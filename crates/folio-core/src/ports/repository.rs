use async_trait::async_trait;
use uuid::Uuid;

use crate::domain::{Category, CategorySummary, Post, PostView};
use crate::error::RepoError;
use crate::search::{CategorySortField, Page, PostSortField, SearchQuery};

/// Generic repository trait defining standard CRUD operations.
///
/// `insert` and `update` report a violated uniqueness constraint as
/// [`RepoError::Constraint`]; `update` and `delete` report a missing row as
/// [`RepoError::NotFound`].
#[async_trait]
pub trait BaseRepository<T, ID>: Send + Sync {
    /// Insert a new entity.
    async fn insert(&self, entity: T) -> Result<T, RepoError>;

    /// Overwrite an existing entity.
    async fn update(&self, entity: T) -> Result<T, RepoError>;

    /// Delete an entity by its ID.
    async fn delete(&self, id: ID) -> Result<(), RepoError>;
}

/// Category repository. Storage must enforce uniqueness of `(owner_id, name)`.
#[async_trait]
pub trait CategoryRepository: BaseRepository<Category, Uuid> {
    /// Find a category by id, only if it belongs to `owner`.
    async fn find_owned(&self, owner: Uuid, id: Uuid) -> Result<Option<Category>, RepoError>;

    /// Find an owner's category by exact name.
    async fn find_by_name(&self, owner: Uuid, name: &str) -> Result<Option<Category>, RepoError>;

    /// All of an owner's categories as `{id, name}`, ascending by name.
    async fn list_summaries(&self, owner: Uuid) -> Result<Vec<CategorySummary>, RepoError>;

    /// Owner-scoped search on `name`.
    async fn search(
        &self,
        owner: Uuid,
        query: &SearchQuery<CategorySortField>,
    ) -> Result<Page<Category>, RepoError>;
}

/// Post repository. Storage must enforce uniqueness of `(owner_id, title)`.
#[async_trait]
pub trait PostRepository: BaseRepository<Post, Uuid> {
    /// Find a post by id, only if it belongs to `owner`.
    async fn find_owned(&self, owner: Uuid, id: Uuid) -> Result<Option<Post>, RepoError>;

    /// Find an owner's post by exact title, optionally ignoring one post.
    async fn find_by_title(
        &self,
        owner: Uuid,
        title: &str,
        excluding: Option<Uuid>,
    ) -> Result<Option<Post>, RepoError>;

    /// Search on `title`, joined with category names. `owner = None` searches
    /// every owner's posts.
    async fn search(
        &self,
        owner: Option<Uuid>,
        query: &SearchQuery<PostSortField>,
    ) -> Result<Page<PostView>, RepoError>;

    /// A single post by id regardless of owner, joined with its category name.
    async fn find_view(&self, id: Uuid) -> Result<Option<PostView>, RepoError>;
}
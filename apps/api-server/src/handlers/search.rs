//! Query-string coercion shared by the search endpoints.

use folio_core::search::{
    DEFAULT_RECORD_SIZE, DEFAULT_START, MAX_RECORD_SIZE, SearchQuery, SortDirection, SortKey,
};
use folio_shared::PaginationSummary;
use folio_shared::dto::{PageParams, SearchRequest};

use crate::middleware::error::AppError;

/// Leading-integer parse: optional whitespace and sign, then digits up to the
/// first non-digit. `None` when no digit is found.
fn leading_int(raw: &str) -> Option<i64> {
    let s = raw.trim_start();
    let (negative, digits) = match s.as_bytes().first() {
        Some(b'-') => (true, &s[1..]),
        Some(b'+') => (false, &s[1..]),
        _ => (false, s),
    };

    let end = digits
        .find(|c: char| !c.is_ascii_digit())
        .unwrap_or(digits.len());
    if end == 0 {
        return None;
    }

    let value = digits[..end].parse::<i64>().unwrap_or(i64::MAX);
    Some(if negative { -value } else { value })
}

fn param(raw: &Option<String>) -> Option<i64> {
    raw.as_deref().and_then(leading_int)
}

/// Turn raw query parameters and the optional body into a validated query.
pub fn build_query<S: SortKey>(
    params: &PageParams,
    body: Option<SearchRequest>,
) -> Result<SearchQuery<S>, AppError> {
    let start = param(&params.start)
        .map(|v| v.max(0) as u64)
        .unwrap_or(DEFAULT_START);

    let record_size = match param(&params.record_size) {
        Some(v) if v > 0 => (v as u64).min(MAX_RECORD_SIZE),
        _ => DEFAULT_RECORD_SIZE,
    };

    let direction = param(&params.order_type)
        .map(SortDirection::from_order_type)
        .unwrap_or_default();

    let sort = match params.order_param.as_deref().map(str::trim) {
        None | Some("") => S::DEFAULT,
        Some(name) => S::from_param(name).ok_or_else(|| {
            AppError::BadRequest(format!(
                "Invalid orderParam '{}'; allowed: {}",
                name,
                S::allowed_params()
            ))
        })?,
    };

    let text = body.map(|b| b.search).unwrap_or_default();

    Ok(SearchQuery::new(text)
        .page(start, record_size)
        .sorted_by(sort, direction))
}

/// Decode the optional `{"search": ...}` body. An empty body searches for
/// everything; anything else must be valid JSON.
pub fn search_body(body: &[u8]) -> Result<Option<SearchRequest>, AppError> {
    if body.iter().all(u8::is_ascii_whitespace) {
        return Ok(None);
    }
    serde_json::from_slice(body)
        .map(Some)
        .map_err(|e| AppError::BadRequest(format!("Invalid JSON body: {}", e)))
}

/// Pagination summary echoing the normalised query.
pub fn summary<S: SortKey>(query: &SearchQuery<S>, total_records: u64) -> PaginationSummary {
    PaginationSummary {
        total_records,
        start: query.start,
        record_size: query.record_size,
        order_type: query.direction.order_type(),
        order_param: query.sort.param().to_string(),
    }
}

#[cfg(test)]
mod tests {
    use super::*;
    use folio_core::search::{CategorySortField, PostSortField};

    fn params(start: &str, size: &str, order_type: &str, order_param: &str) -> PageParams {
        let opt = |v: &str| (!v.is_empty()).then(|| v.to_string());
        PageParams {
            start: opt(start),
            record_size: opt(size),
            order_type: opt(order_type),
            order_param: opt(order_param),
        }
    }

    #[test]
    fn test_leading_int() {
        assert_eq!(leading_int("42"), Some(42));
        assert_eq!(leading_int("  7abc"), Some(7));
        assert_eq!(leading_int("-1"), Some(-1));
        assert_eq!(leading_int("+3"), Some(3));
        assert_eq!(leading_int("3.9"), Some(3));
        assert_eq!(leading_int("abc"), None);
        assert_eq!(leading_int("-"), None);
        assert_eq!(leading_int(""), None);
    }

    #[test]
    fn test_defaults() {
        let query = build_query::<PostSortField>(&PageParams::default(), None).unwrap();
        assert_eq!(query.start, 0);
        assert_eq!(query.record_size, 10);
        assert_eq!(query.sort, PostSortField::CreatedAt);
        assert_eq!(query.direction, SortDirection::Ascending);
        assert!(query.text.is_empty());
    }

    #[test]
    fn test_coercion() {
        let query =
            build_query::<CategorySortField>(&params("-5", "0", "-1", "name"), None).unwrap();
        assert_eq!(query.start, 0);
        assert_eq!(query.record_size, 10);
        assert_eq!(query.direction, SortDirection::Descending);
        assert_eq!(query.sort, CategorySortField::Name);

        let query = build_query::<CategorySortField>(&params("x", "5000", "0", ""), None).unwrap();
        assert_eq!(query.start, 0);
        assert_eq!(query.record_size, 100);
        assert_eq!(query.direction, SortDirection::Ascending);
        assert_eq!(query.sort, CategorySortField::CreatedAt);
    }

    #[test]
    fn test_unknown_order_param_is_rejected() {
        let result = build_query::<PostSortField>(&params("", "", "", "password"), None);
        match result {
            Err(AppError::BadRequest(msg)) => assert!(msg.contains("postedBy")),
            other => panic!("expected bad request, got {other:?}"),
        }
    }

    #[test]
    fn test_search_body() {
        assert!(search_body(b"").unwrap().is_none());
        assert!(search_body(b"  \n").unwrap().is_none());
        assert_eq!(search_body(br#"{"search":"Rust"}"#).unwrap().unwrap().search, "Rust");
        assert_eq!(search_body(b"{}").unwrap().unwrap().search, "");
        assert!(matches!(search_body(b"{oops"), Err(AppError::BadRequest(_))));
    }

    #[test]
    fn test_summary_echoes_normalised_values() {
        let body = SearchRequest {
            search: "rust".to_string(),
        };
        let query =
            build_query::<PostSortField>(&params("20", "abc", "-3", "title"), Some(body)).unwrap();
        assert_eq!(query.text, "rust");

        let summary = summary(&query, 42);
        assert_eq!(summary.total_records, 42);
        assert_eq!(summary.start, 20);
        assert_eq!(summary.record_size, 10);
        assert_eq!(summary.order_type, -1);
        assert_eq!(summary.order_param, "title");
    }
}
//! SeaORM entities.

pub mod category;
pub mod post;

------------------------------------------------------------------------

# WORK TO COMPLETE:
Retype word for word everything in the listing above from the line that holds "use crate::middleware::error::AppError;" down to the line that holds "be valid JSON.". Keep both end lines and leave out the rest.

# RESPONSE AREA:
use crate::middleware::error::AppError;

/// Leading-integer parse: optional whitespace and sign, then digits up to the
/// first non-digit. `None` when no digit is found.
fn leading_int(raw: &str) -> Option<i64> {
    let s = raw.trim_start();
    let (negative, digits) = match s.as_bytes().first() {
        Some(b'-') => (true, &s[1..]),
        Some(b'+') => (false, &s[1..]),
        _ => (false, s),
    };

    let end = digits
        .find(|c: char| !c.is_ascii_digit())
        .unwrap_or(digits.len());
    if end == 0 {
        return None;
    }

    let value = digits[..end].parse::<i64>().unwrap_or(i64::MAX);
    Some(if negative { -value } else { value })
}

fn param(raw: &Option<String>) -> Option<i64> {
    raw.as_deref().and_then(leading_int)
}

/// Turn raw query parameters and the optional body into a validated query.
pub fn build_query<S: SortKey>(
    params: &PageParams,
    body: Option<SearchRequest>,
) -> Result<SearchQuery<S>, AppError> {
    let start = param(&params.start)
        .map(|v| v.max(0) as u64)
        .unwrap_or(DEFAULT_START);

    let record_size = match param(&params.record_size) {
        Some(v) if v > 0 => (v as u64).min(MAX_RECORD_SIZE),
        _ => DEFAULT_RECORD_SIZE,
    };

    let direction = param(&params.order_type)
        .map(SortDirection::from_order_type)
        .unwrap_or_default();

    let sort = match params.order_param.as_deref().map(str::trim) {
        None | Some("") => S::DEFAULT,
        Some(name) => S::from_param(name).ok_or_else(|| {
            AppError::BadRequest(format!(
                "Invalid orderParam '{}'; allowed: {}",
                name,
                S::allowed_params()
            ))
        })?,
    };

    let text = body.map(|b| b.search).unwrap_or_default();

    Ok(SearchQuery::new(text)
        .page(start, record_size)
        .sorted_by(sort, direction))
}

/// Decode the optional `{"search": ...}` body. An empty body searches for
/// everything; anything else must be valid JSON.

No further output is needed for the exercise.